Ibrahim ZM, Wu H, Hamoud A, Stappen L, Dobson RJB, Agarossi A.

Journal of the American Medical Informatics Association, Pages 437–443

Objectives: Current machine learning models aiming to predict sepsis from electronic health records (EHR) do not account 20 for the heterogeneity of the condition despite its emerging importance in prognosis and treatment. This work demonstrates the added value of stratifying the types of organ dysfunction observed in patients who develop sepsis in the intensive care unit (ICU) in improving the ability to recognize patients at risk of sepsis from their EHR data.

Materials and Methods: Using an ICU dataset of 13 728 records, we identify clinically significant sepsis subpopulations with distinct organ dysfunction patterns. We perform classification experiments with random forest, gradient boost trees, and support vector machines, using the identified subpopulations to distinguish patients who develop sepsis in the ICU from those who do not.

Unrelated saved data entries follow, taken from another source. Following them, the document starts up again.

//! Test utilities and module declarations for storage tests.

use crate::MemoryStorage;
use scorm_sync_core::cmi::CmiNode;

pub fn create_test_storage() -> MemoryStorage {
    MemoryStorage::new()
}

pub fn create_test_node(cp_node_id: i64) -> CmiNode {
    CmiNode {
        cp_node_id: Some(cp_node_id),
        completion_status: Some("incomplete".to_owned()),
        location: Some("page-1".to_owned()),
        ..CmiNode::default()
    }
}
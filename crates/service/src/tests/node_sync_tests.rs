use serde_json::{Value, json};
use scorm_sync_core::cmi::NodeSnapshot;

use super::{HASH, Harness, PACKAGE, REF, USER, body, node_row};

/// A commit for node 42 with one row in every child table.
fn full_commit(i_set: i64) -> Value {
    json!({
        "p": USER,
        "hash": HASH,
        "i_check": 15,
        "i_set": i_set,
        "node": [node_row(42, Value::Null)],
        "comment": [[0, 0, "nice", "2024-01-01", "p1", 0]],
        "interaction": [[1, 0, "d", "q1", "PT1S", "a", "correct", "t", "choice", 1.0]],
        "objective": [
            [1, 0, 0, "completed", "", "o1"],
            [99, 0, 0, "incomplete", "", "o2"]
        ],
        "correct_response": [[0, 1, "a"], [0, 99, "b"], [0, null, "c"]]
    })
}

#[expect(clippy::unwrap_used, reason = "test code")]
async fn snapshot(h: &Harness) -> NodeSnapshot {
    h.service.node_snapshot(42, USER).await.unwrap().unwrap()
}

#[tokio::test]
#[expect(clippy::unwrap_used, reason = "test code")]
async fn first_commit_inserts_node_and_returns_its_id() {
    let h = Harness::new().await;
    let commit = json!({"p": USER, "hash": HASH, "i_set": 0, "node": [node_row(42, Value::Null)]});

    let result = h.service.persist_cmi_data(PACKAGE, REF, None, &body(&commit)).await.unwrap();
    let result = result.unwrap();

    assert_eq!(result.nodes.len(), 1);
    let id = result.nodes["42"];
    let stored = snapshot(&h).await;
    assert_eq!(stored.node.cmi_node_id, id);
    assert_eq!(stored.node.user_id, USER);
    assert_eq!(stored.node.node.completion_status.as_deref(), Some("incomplete"));
    assert!(stored.comments.is_empty());
}

#[tokio::test]
#[expect(clippy::unwrap_used, reason = "test code")]
async fn resync_keeps_the_same_node_id() {
    let h = Harness::new().await;
    let commit = json!({"p": USER, "hash": HASH, "node": [node_row(42, Value::Null)]});

    let first = h.service.persist_cmi_data(PACKAGE, REF, None, &body(&commit)).await.unwrap();
    let second = h.service.persist_cmi_data(PACKAGE, REF, None, &body(&commit)).await.unwrap();

    assert_eq!(first.unwrap().nodes["42"], second.unwrap().nodes["42"]);
}

#[tokio::test]
#[expect(clippy::unwrap_used, reason = "test code")]
async fn children_link_to_node_and_interactions() {
    let h = Harness::new().await;
    h.service.persist_cmi_data(PACKAGE, REF, Some(USER), &body(&full_commit(0))).await.unwrap();

    let stored = snapshot(&h).await;
    let node_id = stored.node.cmi_node_id;
    assert_eq!(stored.node.additional_tables, Some(15));

    assert_eq!(stored.comments.len(), 1);
    assert_eq!(stored.comments[0].cmi_node_id, node_id);
    assert_eq!(stored.comments[0].comment.comment.as_deref(), Some("nice"));

    assert_eq!(stored.interactions.len(), 1);
    let interaction_id = stored.interactions[0].cmi_interaction_id;

    let linked = stored.objectives.iter().find(|o| o.objective.id.as_deref() == Some("o1"));
    assert_eq!(linked.unwrap().cmi_interaction_id, Some(interaction_id));
    let dangling = stored.objectives.iter().find(|o| o.objective.id.as_deref() == Some("o2"));
    assert_eq!(dangling.unwrap().cmi_interaction_id, None, "unresolved reference is NULL");

    assert_eq!(stored.correct_responses.len(), 1, "unresolved correct responses are skipped");
    assert_eq!(stored.correct_responses[0].cmi_interaction_id, interaction_id);
    assert_eq!(stored.correct_responses[0].response.pattern.as_deref(), Some("a"));
}

#[tokio::test]
#[expect(clippy::unwrap_used, reason = "test code")]
async fn full_instruction_mask_replaces_children() {
    let h = Harness::new().await;
    h.service.persist_cmi_data(PACKAGE, REF, Some(USER), &body(&full_commit(0))).await.unwrap();
    h.service.persist_cmi_data(PACKAGE, REF, Some(USER), &body(&full_commit(15))).await.unwrap();

    let stored = snapshot(&h).await;
    assert_eq!(stored.comments.len(), 1);
    assert_eq!(stored.interactions.len(), 1);
    assert_eq!(stored.objectives.len(), 2);
    assert_eq!(stored.correct_responses.len(), 1);
}

#[tokio::test]
#[expect(clippy::unwrap_used, reason = "test code")]
async fn empty_instruction_mask_appends_children() {
    let h = Harness::new().await;
    h.service.persist_cmi_data(PACKAGE, REF, Some(USER), &body(&full_commit(0))).await.unwrap();
    h.service.persist_cmi_data(PACKAGE, REF, Some(USER), &body(&full_commit(0))).await.unwrap();

    let stored = snapshot(&h).await;
    assert_eq!(stored.comments.len(), 2);
    assert_eq!(stored.interactions.len(), 2);
    assert_eq!(stored.objectives.len(), 4);
    assert_eq!(stored.correct_responses.len(), 2);
}

/// Row counts after two commits of [`full_commit`], the second with `i_set`.
#[expect(clippy::unwrap_used, reason = "test code")]
async fn counts_after_resync(i_set: i64) -> [usize; 4] {
    let h = Harness::new().await;
    h.service.persist_cmi_data(PACKAGE, REF, Some(USER), &body(&full_commit(0))).await.unwrap();
    h.service.persist_cmi_data(PACKAGE, REF, Some(USER), &body(&full_commit(i_set))).await.unwrap();
    let stored = snapshot(&h).await;
    [
        stored.comments.len(),
        stored.interactions.len(),
        stored.objectives.len(),
        stored.correct_responses.len(),
    ]
}

#[tokio::test]
async fn partial_instruction_masks_replace_only_their_tables() {
    // [comments, interactions, objectives, correct responses]
    assert_eq!(counts_after_resync(2).await, [2, 1, 4, 1]);
    assert_eq!(counts_after_resync(4).await, [2, 2, 4, 1]);
    assert_eq!(counts_after_resync(6).await, [2, 1, 4, 1]);
    assert_eq!(counts_after_resync(8).await, [1, 2, 4, 2]);
    assert_eq!(counts_after_resync(1).await, [2, 2, 2, 2]);
}

#[tokio::test]
#[expect(clippy::unwrap_used, reason = "test code")]
async fn concurrent_first_commits_share_one_node() {
    let h = Harness::new().await;
    let commit = body(&json!({"i_set": 0, "node": [node_row(42, Value::Null)]}));

    let (a, b) = tokio::join!(
        h.service.persist_cmi_data(PACKAGE, REF, Some(USER), &commit),
        h.service.persist_cmi_data(PACKAGE, REF, Some(USER), &commit),
    );

    let (a, b) = (a.unwrap().unwrap(), b.unwrap().unwrap());
    assert_eq!(a.nodes["42"], b.nodes["42"]);
    assert_eq!(snapshot(&h).await.node.cmi_node_id, a.nodes["42"]);
}

#[tokio::test]
#[expect(clippy::unwrap_used, reason = "test code")]
async fn want_flags_protect_unwanted_collections() {
    let mut settings = scorm_sync_core::PackageSettings::new(PACKAGE);
    settings.comments = false;
    let h = Harness::with_package(settings).await;
    h.service.persist_cmi_data(PACKAGE, REF, Some(USER), &body(&full_commit(0))).await.unwrap();
    h.service.persist_cmi_data(PACKAGE, REF, Some(USER), &body(&full_commit(15))).await.unwrap();

    let stored = snapshot(&h).await;
    assert_eq!(stored.comments.len(), 2, "comments are not purged when unwanted");
    assert_eq!(stored.interactions.len(), 1);
}

#[tokio::test]
#[expect(clippy::unwrap_used, reason = "test code")]
async fn children_without_node_are_ignored() {
    let h = Harness::new().await;
    let commit = json!({
        "comment": [[0, 0, "orphan", "", "", 0]],
        "interaction": [[1, 0, "d", "q1"]]
    });

    let result = h.service.persist_cmi_data(PACKAGE, REF, Some(USER), &body(&commit)).await;

    assert!(result.unwrap().unwrap().nodes.is_empty());
    assert!(h.service.node_snapshot(42, USER).await.unwrap().is_none());
}

#[tokio::test]
#[expect(clippy::unwrap_used, reason = "test code")]
async fn store_failure_rolls_back_the_whole_sync() {
    let h = Harness::new().await;
    h.memory.fail_inserts_into("cmi_interaction").await;

    let result = h.service.persist_cmi_data(PACKAGE, REF, Some(USER), &body(&full_commit(0))).await;

    assert!(result.is_err());
    assert!(h.service.node_snapshot(42, USER).await.unwrap().is_none());
    assert!(h.platform.calls().is_empty(), "nothing reported after a failed sync");

    h.memory.clear_failures().await;
    h.service.persist_cmi_data(PACKAGE, REF, Some(USER), &body(&full_commit(0))).await.unwrap();
    assert_eq!(snapshot(&h).await.interactions.len(), 1);
}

Results: The classification results show that features selected using sepsis subpopulations as background knowledge yield a superior performance in distinguishing septic from non-septic patients regardless of the classification model used. The improved performance is especially pronounced in specificity, which is a current bottleneck in sepsis prediction machine learning models.

Conclusion: Our findings can steer machine learning efforts toward more personalised models for complex conditions including sepsis.